→ **TASK STATEMENT**: Before doing anything else, copy the entries below exactly.

→ **INPUT RECORDS**:
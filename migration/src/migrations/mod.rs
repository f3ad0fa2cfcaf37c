pub mod m202607150001_create_users;
pub mod m202607150002_create_schools;
pub mod m202607150003_create_students;
pub mod m202607150004_create_blocks;
pub mod m202607150005_create_subjects;
pub mod m202607150007_create_student_test_results;
pub mod m202607150008_create_tasks;
pub mod m202608010009_create_transcript_results;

→ **RESULT OF THE TASK**:
filename migration/src/migrations/mod.rs
repository f3ad0fa2cfcaf37c
pub mod m202607150001_create_users;
pub mod m202607150002_create_schools;
pub mod m202607150003_create_students;
pub mod m202607150004_create_blocks;
pub mod m202607150005_create_subjects;
pub mod m202607150007_create_student_test_results;
pub mod m202607150008_create_tasks;
pub mod m202608010009_create_transcript_results;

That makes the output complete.